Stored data
===============
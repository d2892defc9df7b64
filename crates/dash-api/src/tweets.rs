//! Handlers for `/tweets` endpoints.
//!
//! | Method | Path | Notes |
//! |--------|------|-------|
//! | `GET`  | `/tweets` | `maxId`, `userId` (handle uid), `topicId`, `limit`, `sortBy`, `sortOrder` |
//! | `POST` | `/tweets` | JSON `{"text", "replyStatusId"?, "infographicId"?}`, or multipart with an optional `file` (10 MB max) |
//! | `GET`  | `/tweets/{id}` | With `handle`, `parent` and `replies` |
//! | `POST` | `/tweets/{id}/retweet` | |
//! | `POST` | `/tweets/{id}/favorite` | |
//! | `POST` | `/tweets/{id}/unfavorite` | |
//!
//! Actions go upstream first; the local flag only changes once Twitter has
//! accepted them.

use axum::{
  Json,
  extract::{FromRequest, Multipart, Query, Request, State, multipart::MultipartError},
  http::{StatusCode, header},
};
use dash_core::{
  Entity, ServiceError,
  model::{Id, NewTweet, Tweet, TweetFlag, TweetView},
  query::{SortOrder, TweetQuery, TweetSort, parse_choice, parse_id, parse_positive},
  service::StatusUpdate,
  store::DashboardStore,
};
use serde::Deserialize;

use crate::{
  AppState,
  error::ApiError,
  extract::{ApiJson, ApiPath, required},
};

const DEFAULT_LIMIT: u32 = 20;

fn not_found(id: &str) -> ApiError { dash_core::Error::not_found(Entity::Tweet, id).into() }

// ─── List / get ──────────────────────────────────────────────────────────────

#[derive(Debug, Default, Deserialize)]
#[serde(rename_all = "camelCase")]
pub struct TimelineParams {
  pub max_id:     Option<String>,
  pub user_id:    Option<String>,
  pub topic_id:   Option<String>,
  pub limit:      Option<String>,
  pub sort_by:    Option<String>,
  pub sort_order: Option<String>,
}

impl TimelineParams {
  fn into_query(self) -> Result<TweetQuery, ApiError> {
    Ok(TweetQuery {
      max_id:     parse_id("maxId", self.max_id.as_deref())?,
      handle_uid: parse_id("userId", self.user_id.as_deref())?,
      topic_id:   parse_id("topicId", self.topic_id.as_deref())?,
      limit:      parse_positive("limit", self.limit.as_deref(), DEFAULT_LIMIT)?,
      sort:       parse_choice("sortBy", self.sort_by.as_deref(), TweetSort::Id)?,
      order:      parse_choice("sortOrder", self.sort_order.as_deref(), SortOrder::Desc)?,
    })
  }
}

/// `GET /tweets`
pub async fn list<S>(
  State(state): State<AppState<S>>,
  Query(params): Query<TimelineParams>,
) -> Result<Json<Vec<TweetView>>, ApiError>
where
  S: DashboardStore,
{
  let query = params.into_query()?;
  Ok(Json(state.store.list_tweets(&query).await.map_err(ApiError::store)?))
}

/// `GET /tweets/{id}`
pub async fn get_one<S>(
  State(state): State<AppState<S>>,
  ApiPath(id): ApiPath<String>,
) -> Result<Json<TweetView>, ApiError>
where
  S: DashboardStore,
{
  let tweet = state
    .store
    .get_tweet(&id)
    .await
    .map_err(ApiError::store)?
    .ok_or_else(|| not_found(&id))?;
  Ok(Json(tweet))
}

// ─── Create ──────────────────────────────────────────────────────────────────

/// Largest request body accepted on `POST /tweets`, media included.
pub const MAX_MEDIA_BYTES: usize = 10 * 1024 * 1024;

#[derive(Debug, Deserialize)]
#[serde(rename_all = "camelCase")]
pub struct CreateBody {
  pub text:            String,
  pub reply_status_id: Option<String>,
  pub infographic_id:  Option<Id>,
  /// Media bytes from a multipart `file` part.
  #[serde(skip)]
  pub file:            Option<Vec<u8>>,
}

/// The body of `POST /tweets`, sent as JSON or as `multipart/form-data`.
/// Multipart fields carry the same names as the JSON keys plus `file`.
pub struct TweetForm(pub CreateBody);

impl<S> FromRequest<S> for TweetForm
where
  S: Send + Sync,
{
  type Rejection = ApiError;

  async fn from_request(req: Request, state: &S) -> Result<Self, Self::Rejection> {
    let is_multipart = req
      .headers()
      .get(header::CONTENT_TYPE)
      .and_then(|v| v.to_str().ok())
      .is_some_and(|ct| ct.starts_with("multipart/form-data"));
    if !is_multipart {
      let ApiJson(body) = ApiJson::<CreateBody>::from_request(req, state).await?;
      return Ok(TweetForm(body));
    }

    let mut form = Multipart::from_request(req, state)
      .await
      .map_err(|e| ApiError::BadRequest(e.body_text()))?;
    let mut body = CreateBody {
      text:            String::new(),
      reply_status_id: None,
      infographic_id:  None,
      file:            None,
    };
    while let Some(field) = form.next_field().await.map_err(multipart_error)? {
      let name = field.name().unwrap_or_default().to_owned();
      match name.as_str() {
        "text" => body.text = field.text().await.map_err(multipart_error)?,
        "replyStatusId" => body.reply_status_id = Some(field.text().await.map_err(multipart_error)?),
        "infographicId" => {
          let raw = field.text().await.map_err(multipart_error)?;
          body.infographic_id = parse_id("infographicId", Some(&raw))?;
        }
        // Browsers send an empty part when no file was picked.
        "file" => {
          let bytes = field.bytes().await.map_err(multipart_error)?;
          body.file = (!bytes.is_empty()).then(|| bytes.to_vec());
        }
        other => tracing::debug!(field = other, "ignoring multipart field"),
      }
    }
    Ok(TweetForm(body))
  }
}

fn multipart_error(e: MultipartError) -> ApiError {
  if e.status() == StatusCode::PAYLOAD_TOO_LARGE {
    return ApiError::TooLarge(format!("Payload must be at most {MAX_MEDIA_BYTES} bytes"));
  }
  ApiError::BadRequest(e.body_text())
}

/// Media bytes to attach: the uploaded file, else the infographic's file.
async fn media_bytes<S: DashboardStore>(
  state: &AppState<S>,
  body: &mut CreateBody,
) -> Result<Option<Vec<u8>>, ApiError> {
  if let Some(file) = body.file.take() {
    return Ok(Some(file));
  }
  let Some(infographic_id) = body.infographic_id else {
    return Ok(None);
  };
  let infographic = state
    .store
    .get_infographic(infographic_id)
    .await
    .map_err(ApiError::store)?
    .ok_or_else(|| ApiError::from(dash_core::Error::not_found(Entity::Infographic, infographic_id)))?;
  let bytes = state.files.fetch(&infographic.name).await.map_err(|e| match e {
    ServiceError::NotFound => ApiError::NotFound("File not found".into()),
    other => ApiError::upstream(other),
  })?;
  Ok(Some(bytes))
}

/// `POST /tweets`
pub async fn create<S>(
  State(state): State<AppState<S>>,
  TweetForm(mut body): TweetForm,
) -> Result<Json<TweetView>, ApiError>
where
  S: DashboardStore,
{
  let text = required("text", &body.text)?;

  let mut media_ids = Vec::new();
  if let Some(bytes) = media_bytes(&state, &mut body).await? {
    tracing::debug!(size = bytes.len(), "uploading tweet media");
    media_ids.push(state.social.upload_media(bytes).await.map_err(ApiError::upstream)?);
  }

  let update = StatusUpdate {
    text,
    in_reply_to: body.reply_status_id.filter(|id| !id.trim().is_empty()),
    media_ids,
  };
  let posted = state.social.update_status(update).await.map_err(ApiError::upstream)?;

  let handle = state
    .store
    .find_handle_by_uid(posted.author_uid)
    .await
    .map_err(ApiError::store)?;
  let input = NewTweet {
    id:         posted.id,
    handle_id:  handle.as_ref().map(|h| h.id),
    parent_id:  posted.in_reply_to,
    text:       posted.text,
    created_at: posted.created_at,
  };
  let tweet = state.store.insert_tweet(input).await.map_err(ApiError::store)?;
  tracing::info!(tweet_id = %tweet.id, "posted tweet");

  let view = state
    .store
    .get_tweet(&tweet.id)
    .await
    .map_err(ApiError::store)?
    .ok_or_else(|| not_found(&tweet.id))?;
  Ok(Json(view))
}

// ─── Actions ─────────────────────────────────────────────────────────────────

#[derive(Debug, Clone, Copy)]
enum Action {
  Retweet,
  Favorite,
  Unfavorite,
}

impl Action {
  fn flag(self) -> TweetFlag {
    match self {
      Action::Retweet => TweetFlag::Retweeted(true),
      Action::Favorite => TweetFlag::Favorited(true),
      Action::Unfavorite => TweetFlag::Favorited(false),
    }
  }
}

async fn apply<S: DashboardStore>(
  state: &AppState<S>,
  id: &str,
  action: Action,
) -> Result<Json<Tweet>, ApiError> {
  if state.store.get_tweet(id).await.map_err(ApiError::store)?.is_none() {
    return Err(not_found(id));
  }

  let result = match action {
    Action::Retweet => state.social.retweet(id).await,
    Action::Favorite => state.social.favorite(id).await,
    Action::Unfavorite => state.social.unfavorite(id).await,
  };
  match result {
    Ok(()) | Err(ServiceError::AlreadyRetweeted) => {}
    Err(ServiceError::TweetDeleted) => {
      state.store.delete_tweet(id).await.map_err(ApiError::store)?;
      tracing::info!(tweet_id = %id, "tweet deleted upstream, removed locally");
      return Err(ApiError::BadRequest("Tweet deleted".into()));
    }
    Err(e) => return Err(ApiError::upstream(e)),
  }

  let tweet = state
    .store
    .set_tweet_flag(id, action.flag())
    .await
    .map_err(ApiError::store)?
    .ok_or_else(|| not_found(id))?;
  tracing::debug!(tweet_id = %id, ?action, "tweet action applied");
  Ok(Json(tweet))
}

/// `POST /tweets/{id}/retweet`
pub async fn retweet<S>(
  State(state): State<AppState<S>>,
  ApiPath(id): ApiPath<String>,
) -> Result<Json<Tweet>, ApiError>
where
  S: DashboardStore,
{
  apply(&state, &id, Action::Retweet).await
}

/// `POST /tweets/{id}/favorite`
pub async fn favorite<S>(
  State(state): State<AppState<S>>,
  ApiPath(id): ApiPath<String>,
) -> Result<Json<Tweet>, ApiError>
where
  S: DashboardStore,
{
  apply(&state, &id, Action::Favorite).await
}

/// `POST /tweets/{id}/unfavorite`
pub async fn unfavorite<S>(
  State(state): State<AppState<S>>,
  ApiPath(id): ApiPath<String>,
) -> Result<Json<Tweet>, ApiError>
where
  S: DashboardStore,
{
  apply(&state, &id, Action::Unfavorite).await
}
===============
- **Task to complete**: Reproduce the entries exactly, but only from their first line to the line holding "const DEFAULT_LIMIT: u32 = 20;", with that last line kept.

- **Response**:
repository d2892defc9df7b64
filename crates/dash-api/src/tweets.rs
//! Handlers for `/tweets` endpoints.
//!
//! | Method | Path | Notes |
//! |--------|------|-------|
//! | `GET`  | `/tweets` | `maxId`, `userId` (handle uid), `topicId`, `limit`, `sortBy`, `sortOrder` |
//! | `POST` | `/tweets` | JSON `{"text", "replyStatusId"?, "infographicId"?}`, or multipart with an optional `file` (10 MB max) |
//! | `GET`  | `/tweets/{id}` | With `handle`, `parent` and `replies` |
//! | `POST` | `/tweets/{id}/retweet` | |
//! | `POST` | `/tweets/{id}/favorite` | |
//! | `POST` | `/tweets/{id}/unfavorite` | |
//!
//! Actions go upstream first; the local flag only changes once Twitter has
//! accepted them.

use axum::{
  Json,
  extract::{FromRequest, Multipart, Query, Request, State, multipart::MultipartError},
  http::{StatusCode, header},
};
use dash_core::{
  Entity, ServiceError,
  model::{Id, NewTweet, Tweet, TweetFlag, TweetView},
  query::{SortOrder, TweetQuery, TweetSort, parse_choice, parse_id, parse_positive},
  service::StatusUpdate,
  store::DashboardStore,
};
use serde::Deserialize;

use crate::{
  AppState,
  error::ApiError,
  extract::{ApiJson, ApiPath, required},
};

const DEFAULT_LIMIT: u32 = 20;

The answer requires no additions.